Although the initial anomaly suggested that a memory module was degrading, the team now suspects that the root of the issue might be in the computer's central processing module or that unit's connection with interface hardware.

Right now, the statement added, the team is designing tests to more confidently identify the problem; those tests "will be run in the next few days."

The NASA statement suggests that the team hasn't yet given up hope of reviving the main payload computer, but does lay out the plan for if that feat can't be accomplished. The telescope carries a backup computer that, like the main unit, was installed in 2009 during the final astronaut servicing mission but hasn't been used since.

"The backup computer has not been powered on since its installation in 2009; however, it was thoroughly tested on the ground prior to installation on the spacecraft," NASA officials wrote in the statement.
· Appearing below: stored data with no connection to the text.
//! Order types for the laundry operations system.
//!
//! An order belongs to exactly one laundry and one branch, owns its items, and
//! carries a data-driven status (see [`crate::OrderStatus`]).

use chrono::{DateTime, Utc};
use rust_decimal::Decimal;
use serde::{Deserialize, Serialize};

use crate::OrderStatus;

/// Customer reference attached to an order.
#[derive(Debug, Clone, Serialize, Deserialize, PartialEq, Eq)]
pub struct Customer {
	pub name: String,
	pub phone: String,
	#[serde(default, skip_serializing_if = "Option::is_none")]
	pub address: Option<String>,
}

/// How an item is priced.
#[derive(Debug, Clone, Copy, Serialize, Deserialize, PartialEq, Eq)]
#[serde(rename_all = "snake_case")]
pub enum ItemType {
	/// Priced per kilogram.
	Weight,
	/// Priced per piece.
	Piece,
}

/// A line of an order. Owned by its order, no independent lifecycle.
#[derive(Debug, Clone, Serialize, Deserialize, PartialEq)]
pub struct OrderItem {
	pub id: String,
	pub name: String,
	#[serde(rename = "type")]
	pub item_type: ItemType,
	pub quantity: Decimal,
	pub unit_price: Decimal,
	/// Free-text tags such as "ironing" or "express".
	#[serde(default)]
	pub extras: Vec<String>,
}

impl OrderItem {
	/// `None` when the line amount overflows.
	pub fn line_total(&self) -> Option<Decimal> {
		self.quantity.checked_mul(self.unit_price)
	}
}

/// A laundry order with its current position in the status flow.
#[derive(Debug, Clone, Serialize, Deserialize, PartialEq)]
pub struct Order {
	/// Unique identifier for this order.
	pub id: String,
	/// Human facing ticket code printed on the receipt.
	pub ticket_code: String,
	/// Laundry (tenant) owning this order.
	pub laundry_id: String,
	/// Branch the order was taken at.
	pub branch_id: String,
	pub customer: Customer,
	#[serde(default)]
	pub items: Vec<OrderItem>,
	/// Key of the operation step the order is currently in.
	pub status: OrderStatus,
	pub total_amount: Decimal,
	pub paid_amount: Decimal,
	/// Whether the order is delivered to the customer instead of picked up.
	#[serde(default)]
	pub is_delivery: bool,
	#[serde(default, skip_serializing_if = "Option::is_none")]
	pub delivery_slot: Option<String>,
	#[serde(default, skip_serializing_if = "Option::is_none")]
	pub driver_id: Option<String>,
	pub created_at: DateTime<Utc>,
	pub updated_at: DateTime<Utc>,
	#[serde(default, skip_serializing_if = "Option::is_none")]
	pub estimated_ready_at: Option<DateTime<Utc>>,
	#[serde(default, skip_serializing_if = "Option::is_none")]
	pub delivered_at: Option<DateTime<Utc>>,
	#[serde(default, skip_serializing_if = "Option::is_none")]
	pub notes: Option<String>,
}

impl Order {
	pub fn is_paid(&self) -> bool {
		self.paid_amount >= self.total_amount
	}

	/// Amount still owed, never negative.
	pub fn balance_due(&self) -> Decimal {
		(self.total_amount - self.paid_amount).max(Decimal::ZERO)
	}
}

/// Item payload used when creating an order.
#[derive(Debug, Clone, Serialize, Deserialize, PartialEq)]
pub struct NewOrderItem {
	pub name: String,
	#[serde(rename = "type")]
	pub item_type: ItemType,
	pub quantity: Decimal,
	pub unit_price: Decimal,
	#[serde(default)]
	pub extras: Vec<String>,
}

/// Payload for creating an order at the counter.
#[derive(Debug, Clone, Serialize, Deserialize, PartialEq)]
pub struct NewOrder {
	pub laundry_id: String,
	pub branch_id: String,
	pub customer: Customer,
	pub items: Vec<NewOrderItem>,
	/// Overrides the total computed from the items.
	#[serde(default, skip_serializing_if = "Option::is_none")]
	pub total_amount: Option<Decimal>,
	#[serde(default)]
	pub paid_amount: Decimal,
	#[serde(default)]
	pub is_delivery: bool,
	#[serde(default, skip_serializing_if = "Option::is_none")]
	pub delivery_slot: Option<String>,
	#[serde(default, skip_serializing_if = "Option::is_none")]
	pub estimated_ready_at: Option<DateTime<Utc>>,
	#[serde(default, skip_serializing_if = "Option::is_none")]
	pub notes: Option<String>,
}

impl NewOrderItem {
	/// `None` when the line amount overflows.
	pub fn line_total(&self) -> Option<Decimal> {
		self.quantity.checked_mul(self.unit_price)
	}
}

impl NewOrder {
	/// Total to charge: the explicit override or the sum of the item lines.
	/// `None` when the item lines overflow.
	pub fn total(&self) -> Option<Decimal> {
		if let Some(total) = self.total_amount {
			return Some(total);
		}
		self.items.iter().try_fold(Decimal::ZERO, |total, item| {
			total.checked_add(item.line_total()?)
		})
	}
}

/// Status change written to the order store.
#[derive(Debug, Clone, PartialEq, Eq, Serialize, Deserialize)]
pub struct StatusUpdate {
	pub status: OrderStatus,
	/// Set when the order reaches the last step of the flow and cleared
	/// when it leaves it.
	pub delivered_at: Option<DateTime<Utc>>,
}

/// Scoped read request against the order store.
#[derive(Debug, Clone, Default, PartialEq, Eq, Serialize, Deserialize)]
pub struct OrderQuery {
	pub laundry_id: String,
	/// `None` means every branch of the laundry.
	#[serde(default, skip_serializing_if = "Option::is_none")]
	pub branch_id: Option<String>,
	#[serde(default, skip_serializing_if = "Option::is_none")]
	pub status: Option<OrderStatus>,
}

impl OrderQuery {
	/// Returns true if the order falls inside this query's scope.
	pub fn matches(&self, order: &Order) -> bool {
		order.laundry_id == self.laundry_id
			&& self
				.branch_id
				.as_ref()
				.is_none_or(|branch| &order.branch_id == branch)
			&& self.status.as_ref().is_none_or(|status| &order.status == status)
	}
}

#[cfg(test)]
mod tests {
	use super::*;
	use rust_decimal::Decimal;

	fn order(total: i64, paid: i64) -> Order {
		Order {
			id: "o-1".into(),
			ticket_code: "A-0001".into(),
			laundry_id: "l-1".into(),
			branch_id: "b-1".into(),
			customer: Customer {
				name: "Ana".into(),
				phone: "555-0100".into(),
				address: None,
			},
			items: vec![],
			status: OrderStatus::from("pending_pickup"),
			total_amount: Decimal::new(total, 0),
			paid_amount: Decimal::new(paid, 0),
			is_delivery: false,
			delivery_slot: None,
			driver_id: None,
			created_at: Utc::now(),
			updated_at: Utc::now(),
			estimated_ready_at: None,
			delivered_at: None,
			notes: None,
		}
	}

	#[test]
	fn test_is_paid_and_balance() {
		assert!(order(100, 100).is_paid());
		assert!(order(100, 120).is_paid());
		assert!(!order(100, 40).is_paid());
		assert_eq!(order(100, 40).balance_due(), Decimal::new(60, 0));
		assert_eq!(order(100, 120).balance_due(), Decimal::ZERO);
	}

	#[test]
	fn test_new_order_total_from_items() {
		let new_order = NewOrder {
			laundry_id: "l-1".into(),
			branch_id: "b-1".into(),
			customer: Customer {
				name: "Ana".into(),
				phone: "555-0100".into(),
				address: None,
			},
			items: vec![
				NewOrderItem {
					name: "Shirts".into(),
					item_type: ItemType::Piece,
					quantity: Decimal::new(3, 0),
					unit_price: Decimal::new(250, 2),
					extras: vec![],
				},
				NewOrderItem {
					name: "Mixed load".into(),
					item_type: ItemType::Weight,
					quantity: Decimal::new(45, 1),
					unit_price: Decimal::new(2, 0),
					extras: vec!["express".into()],
				},
			],
			total_amount: None,
			paid_amount: Decimal::ZERO,
			is_delivery: false,
			delivery_slot: None,
			estimated_ready_at: None,
			notes: None,
		};
		// 3 * 2.50 + 4.5 * 2
		assert_eq!(new_order.total(), Some(Decimal::new(1650, 2)));
	}

	#[test]
	fn test_new_order_total_overflow() {
		let item = |quantity: Decimal, unit_price: Decimal| NewOrderItem {
			name: "Bulk".into(),
			item_type: ItemType::Weight,
			quantity,
			unit_price,
			extras: vec![],
		};
		let mut new_order = NewOrder {
			laundry_id: "l-1".into(),
			branch_id: "b-1".into(),
			customer: Customer {
				name: "Ana".into(),
				phone: "555-0100".into(),
				address: None,
			},
			items: vec![item(Decimal::MAX, Decimal::new(2, 0))],
			total_amount: None,
			paid_amount: Decimal::ZERO,
			is_delivery: false,
			delivery_slot: None,
			estimated_ready_at: None,
			notes: None,
		};
		assert_eq!(new_order.total(), None);

		// Each line fits, the sum does not
		new_order.items = vec![
			item(Decimal::MAX, Decimal::ONE),
			item(Decimal::MAX, Decimal::ONE),
		];
		assert_eq!(new_order.items[0].line_total(), Some(Decimal::MAX));
		assert_eq!(new_order.total(), None);

		new_order.total_amount = Some(Decimal::new(100, 0));
		assert_eq!(new_order.total(), Some(Decimal::new(100, 0)));
	}

	#[test]
	fn test_query_scope_matching() {
		let o = order(10, 0);
		let all = OrderQuery {
			laundry_id: "l-1".into(),
			branch_id: None,
			status: None,
		};
		assert!(all.matches(&o));

		let other_branch = OrderQuery {
			branch_id: Some("b-2".into()),
			..all.clone()
		};
		assert!(!other_branch.matches(&o));

		let other_laundry = OrderQuery {
			laundry_id: "l-2".into(),
			..all
		};
		assert!(!other_laundry.matches(&o));
	}
}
If the team is forced to turn to the backup unit, Hubble would switch to that unit's central processing module and interface hardware. Switching computers would not affect access to the four memory modules on the spacecraft, NASA noted.

Astronauts deployed the Hubble Space Telescope from the space shuttle Discovery on April 25, 1990; five crews of astronauts later visited the spacecraft in orbit to repair and upgrade the technology and instruments on board. However, NASA can no longer send such missions to fix the telescope, since they relied on the agency's fleet of space shuttles, which retired in 2011.